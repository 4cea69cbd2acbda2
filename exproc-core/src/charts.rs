use std::fmt::Display;
use std::ops::Range;
use std::path::Path;

use plotters::prelude::*;
use serde::Serialize;

use crate::consts::{DEFAULT_PLOT_HEIGHT, DEFAULT_PLOT_WIDTH, TIMESTAMP_COLUMN};
use crate::error::{Error, Result};
use crate::merge::MergedTable;

const PRIMARY_COLOR: RGBColor = RGBColor(31, 119, 180);
const SECONDARY_COLOR: RGBColor = RGBColor(214, 39, 40);

#[derive(Debug, Clone, Copy, PartialEq, Eq, Hash, Serialize)]
#[serde(rename_all = "snake_case")]
pub enum ChartKind {
    RpsVsCpu,
    RpsVsMem,
    ResponseTimeVsCpu,
    ResponseTimeVsMem,
}

impl ChartKind {
    pub const MERGED: [ChartKind; 2] = [ChartKind::RpsVsCpu, ChartKind::RpsVsMem];
    pub const PER_REQUEST: [ChartKind; 2] =
        [ChartKind::ResponseTimeVsCpu, ChartKind::ResponseTimeVsMem];

    pub fn file_name(self) -> &'static str {
        match self {
            ChartKind::RpsVsCpu => "rps_vs_cpu.png",
            ChartKind::RpsVsMem => "rps_vs_mem.png",
            ChartKind::ResponseTimeVsCpu => "response_time_vs_cpu.png",
            ChartKind::ResponseTimeVsMem => "response_time_vs_mem.png",
        }
    }

    /// Left axis.
    pub fn primary_column(self) -> &'static str {
        match self {
            ChartKind::RpsVsCpu | ChartKind::RpsVsMem => "rps_loadgen",
            ChartKind::ResponseTimeVsCpu | ChartKind::ResponseTimeVsMem => "response_time_mean",
        }
    }

    /// Right axis.
    pub fn secondary_column(self) -> &'static str {
        match self {
            ChartKind::RpsVsCpu | ChartKind::ResponseTimeVsCpu => "cpu_server",
            ChartKind::RpsVsMem | ChartKind::ResponseTimeVsMem => "mem_server",
        }
    }
}

#[derive(Debug, Clone, PartialEq)]
pub struct Series {
    pub label: String,
    pub points: Vec<(f64, f64)>,
}

impl Series {
    fn from_column(table: &MergedTable, column: &str) -> Result<Self> {
        Ok(Series {
            label: column.to_string(),
            points: table
                .column(column)?
                .into_iter()
                .map(|(ts, v)| (ts as f64, v))
                .filter(|(_, v)| v.is_finite())
                .collect(),
        })
    }

    fn y_range(&self) -> Range<f64> {
        padded_range(self.points.iter().map(|(_, y)| *y))
    }
}

/// Two metrics over time sharing the x axis, each with its own y axis.
#[derive(Debug, Clone, PartialEq)]
pub struct DualAxisChart {
    pub kind: ChartKind,
    pub x_label: String,
    pub primary: Series,
    pub secondary: Series,
}

impl DualAxisChart {
    pub fn from_table(kind: ChartKind, table: &MergedTable) -> Result<Self> {
        Ok(DualAxisChart {
            kind,
            x_label: TIMESTAMP_COLUMN.to_string(),
            primary: Series::from_column(table, kind.primary_column())?,
            secondary: Series::from_column(table, kind.secondary_column())?,
        })
    }

    pub fn x_range(&self) -> Range<f64> {
        padded_range(
            self.primary
                .points
                .iter()
                .chain(self.secondary.points.iter())
                .map(|(x, _)| *x),
        )
    }
}

/// Min..max of the finite values, widened when empty or flat so the
/// coordinate system stays non-degenerate.
pub fn padded_range(values: impl Iterator<Item = f64>) -> Range<f64> {
    let (lo, hi) = values
        .filter(|v| v.is_finite())
        .fold((f64::INFINITY, f64::NEG_INFINITY), |(lo, hi), v| {
            (lo.min(v), hi.max(v))
        });
    if lo > hi {
        0.0..1.0
    } else if lo == hi {
        let pad = if lo == 0.0 { 1.0 } else { lo.abs() * 0.05 };
        (lo - pad)..(hi + pad)
    } else {
        lo..hi
    }
}

pub trait ChartRenderer {
    fn render(&self, chart: &DualAxisChart, dest: &Path) -> Result<()>;
}

#[derive(Debug, Clone, Copy)]
pub struct PngRenderer {
    pub width: u32,
    pub height: u32,
}

impl Default for PngRenderer {
    fn default() -> Self {
        Self {
            width: DEFAULT_PLOT_WIDTH,
            height: DEFAULT_PLOT_HEIGHT,
        }
    }
}

fn chart_err<E: Display>(e: E) -> Error {
    Error::Chart(e.to_string())
}

impl ChartRenderer for PngRenderer {
    fn render(&self, chart: &DualAxisChart, dest: &Path) -> Result<()> {
        let root = BitMapBackend::new(dest, (self.width, self.height)).into_drawing_area();
        root.fill(&WHITE).map_err(chart_err)?;

        let x_range = chart.x_range();
        let mut ctx = ChartBuilder::on(&root)
            .margin(10)
            .x_label_area_size(40)
            .y_label_area_size(60)
            .right_y_label_area_size(60)
            .build_cartesian_2d(x_range.clone(), chart.primary.y_range())
            .map_err(chart_err)?
            .set_secondary_coord(x_range, chart.secondary.y_range());

        ctx.configure_mesh()
            .disable_mesh()
            .x_desc(chart.x_label.as_str())
            .y_desc(chart.primary.label.as_str())
            .x_label_formatter(&|x| format!("{:.0}", x))
            .axis_desc_style(("sans-serif", 14).into_font().color(&PRIMARY_COLOR))
            .label_style(("sans-serif", 12).into_font().color(&PRIMARY_COLOR))
            .draw()
            .map_err(chart_err)?;

        ctx.configure_secondary_axes()
            .y_desc(chart.secondary.label.as_str())
            .axis_desc_style(("sans-serif", 14).into_font().color(&SECONDARY_COLOR))
            .label_style(("sans-serif", 12).into_font().color(&SECONDARY_COLOR))
            .draw()
            .map_err(chart_err)?;

        ctx.draw_series(LineSeries::new(
            chart.primary.points.iter().copied(),
            PRIMARY_COLOR.stroke_width(2),
        ))
        .map_err(chart_err)?;

        ctx.draw_secondary_series(LineSeries::new(
            chart.secondary.points.iter().copied(),
            SECONDARY_COLOR.stroke_width(2),
        ))
        .map_err(chart_err)?;

        root.present().map_err(chart_err)?;
        Ok(())
    }
}

#[cfg(test)]
mod tests {
    use super::*;
    use crate::merge::MergedRow;

    fn table() -> MergedTable {
        MergedTable::new(
            vec![
                "cpu_server".to_string(),
                "mem_server".to_string(),
                "rps_loadgen".to_string(),
            ],
            vec![
                MergedRow {
                    timestamp: 10,
                    values: vec![40.0, 1024.0, 95.0],
                },
                MergedRow {
                    timestamp: 11,
                    values: vec![f64::NAN, 1030.0, 101.0],
                },
            ],
        )
    }

    #[test]
    fn rps_vs_cpu_series() {
        let chart = DualAxisChart::from_table(ChartKind::RpsVsCpu, &table()).unwrap();

        assert_eq!(chart.x_label, "timestamp");
        assert_eq!(chart.primary.label, "rps_loadgen");
        assert_eq!(chart.primary.points, vec![(10.0, 95.0), (11.0, 101.0)]);
        assert_eq!(chart.secondary.label, "cpu_server");
        assert_eq!(chart.secondary.points, vec![(10.0, 40.0)]);
        assert_eq!(chart.x_range(), 10.0..11.0);
    }

    #[test]
    fn response_time_chart_needs_aggregated_table() {
        let err = DualAxisChart::from_table(ChartKind::ResponseTimeVsMem, &table()).unwrap_err();
        assert!(matches!(err, Error::MissingColumn { column, .. } if column == "response_time_mean"));
    }

    #[test]
    fn chart_files() {
        let names: Vec<&str> = ChartKind::MERGED
            .iter()
            .chain(ChartKind::PER_REQUEST.iter())
            .map(|k| k.file_name())
            .collect();
        assert_eq!(
            names,
            [
                "rps_vs_cpu.png",
                "rps_vs_mem.png",
                "response_time_vs_cpu.png",
                "response_time_vs_mem.png"
            ]
        );
        assert_eq!(ChartKind::ResponseTimeVsMem.secondary_column(), "mem_server");
    }

    #[test]
    fn png_renderer_writes_bitmap() {
        let dir = tempfile::tempdir().unwrap();
        let dest = dir.path().join(ChartKind::RpsVsMem.file_name());
        let chart = DualAxisChart::from_table(ChartKind::RpsVsMem, &table()).unwrap();

        PngRenderer::default().render(&chart, &dest).unwrap();

        let bytes = std::fs::read(&dest).unwrap();
        assert_eq!(&bytes[..8], b"\x89PNG\r\n\x1a\n");
    }

    #[test]
    fn ranges_never_degenerate() {
        assert_eq!(padded_range(std::iter::empty()), 0.0..1.0);
        assert_eq!(padded_range([0.0].into_iter()), -1.0..1.0);
        assert_eq!(padded_range([100.0, 100.0].into_iter()), 95.0..105.0);
        assert_eq!(padded_range([3.0, f64::NAN, 1.0].into_iter()), 1.0..3.0);
    }
}
// Copyright 2025-present Harīṣh Tummalachērla
// SPDX-License-Identifier: Apache-2.0

//! The building blocks of the page index.
//!
//! A site hands us `PageRecord`s. We keep them untouched and build one
//! `IndexedPage` per record with every searchable field lowercased up front,
//! so the matcher never normalizes anything per keystroke.
//!
//! # Invariants
//!
//! - **PageIndex**: `pages.len() == records.len()`, same order. Building is a
//!   pure map, nothing is filtered or reordered.
//! - **IndexedPage**: every string is already lowercase; `keywords` holds only
//!   trimmed, non-empty entries.

use serde::{Deserialize, Serialize};
use std::sync::Arc;

/// One searchable page, as supplied by the hosting site.
///
/// `keywords` is the raw comma-separated string. Missing and `null` both mean
/// "no keywords"; unknown JSON fields are ignored.
#[derive(Debug, Clone, PartialEq, Eq, Serialize, Deserialize)]
pub struct PageRecord {
    pub url: String,
    pub title: String,
    pub content: String,
    #[serde(default, skip_serializing_if = "Option::is_none")]
    pub keywords: Option<String>,
}

impl PageRecord {
    pub fn new(url: &str, title: &str, content: &str) -> Self {
        Self {
            url: url.to_string(),
            title: title.to_string(),
            content: content.to_string(),
            keywords: None,
        }
    }

    /// Builder-style keyword setter.
    pub fn with_keywords(mut self, keywords: &str) -> Self {
        self.keywords = Some(keywords.to_string());
        self
    }

    /// Keywords as the user typed them: trimmed, empties dropped, case kept.
    ///
    /// Used for display. Matching goes through [`IndexedPage::keywords`].
    pub fn keyword_list(&self) -> Vec<&str> {
        self.keywords
            .as_deref()
            .map(|raw| {
                raw.split(',')
                    .map(str::trim)
                    .filter(|k| !k.is_empty())
                    .collect()
            })
            .unwrap_or_default()
    }
}

/// Lowercased copy of a [`PageRecord`] plus a handle back to the original.
#[derive(Debug, Clone)]
pub struct IndexedPage {
    pub url: String,
    pub title: String,
    pub content: String,
    pub keywords: Vec<String>,
    pub original: Arc<PageRecord>,
}

impl IndexedPage {
    /// Does any searchable field contain `needle`?
    ///
    /// `needle` must already be lowercase.
    #[inline]
    pub fn contains(&self, needle: &str) -> bool {
        self.title.contains(needle)
            || self.content.contains(needle)
            || self.url.contains(needle)
            || self.keywords.iter().any(|k| k.contains(needle))
    }
}

/// The flat index: one [`IndexedPage`] per record, in input order.
#[derive(Debug, Clone, Default)]
pub struct PageIndex {
    pub(crate) pages: Vec<IndexedPage>,
}

impl PageIndex {
    pub fn len(&self) -> usize {
        self.pages.len()
    }

    pub fn is_empty(&self) -> bool {
        self.pages.is_empty()
    }

    pub fn pages(&self) -> &[IndexedPage] {
        &self.pages
    }

    /// Original records, in index order.
    pub fn records(&self) -> impl Iterator<Item = &PageRecord> {
        self.pages.iter().map(|p| p.original.as_ref())
    }
}

/// How a query decides whether a page matches.
#[derive(Debug, Clone, Copy, PartialEq, Eq, Default, Serialize, Deserialize)]
#[serde(rename_all = "camelCase")]
pub enum MatchPolicy {
    /// The whole query is one substring that must appear in some field.
    SingleTerm,
    /// Every whitespace-separated token must appear in some field.
    #[default]
    AllKeywords,
}

/// A normalized query: trimmed, lowercased, and split into tokens.
#[derive(Debug, Clone, PartialEq, Eq, Default)]
pub struct Query {
    pub text: String,
    pub tokens: Vec<String>,
}

impl Query {
    pub fn is_empty(&self) -> bool {
        self.tokens.is_empty()
    }

    /// Terms to highlight and to report in messages, per policy.
    pub fn terms(&self, policy: MatchPolicy) -> Vec<&str> {
        match policy {
            MatchPolicy::SingleTerm if !self.text.is_empty() => vec![self.text.as_str()],
            MatchPolicy::SingleTerm => Vec::new(),
            MatchPolicy::AllKeywords => self.tokens.iter().map(String::as_str).collect(),
        }
    }

    /// What the "no results" message echoes back.
    pub fn display(&self, policy: MatchPolicy) -> String {
        match policy {
            MatchPolicy::SingleTerm => self.text.clone(),
            MatchPolicy::AllKeywords => self.tokens.join(" "),
        }
    }

    /// Term that positions the snippet. Only the first token is used.
    pub fn snippet_term(&self, policy: MatchPolicy) -> &str {
        match policy {
            MatchPolicy::SingleTerm => &self.text,
            MatchPolicy::AllKeywords => self.tokens.first().map(String::as_str).unwrap_or(""),
        }
    }
}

● **The problem**
Going through the listing above, count every line in which the word "dest" occurs, and state only the count.

● **Task solution**
6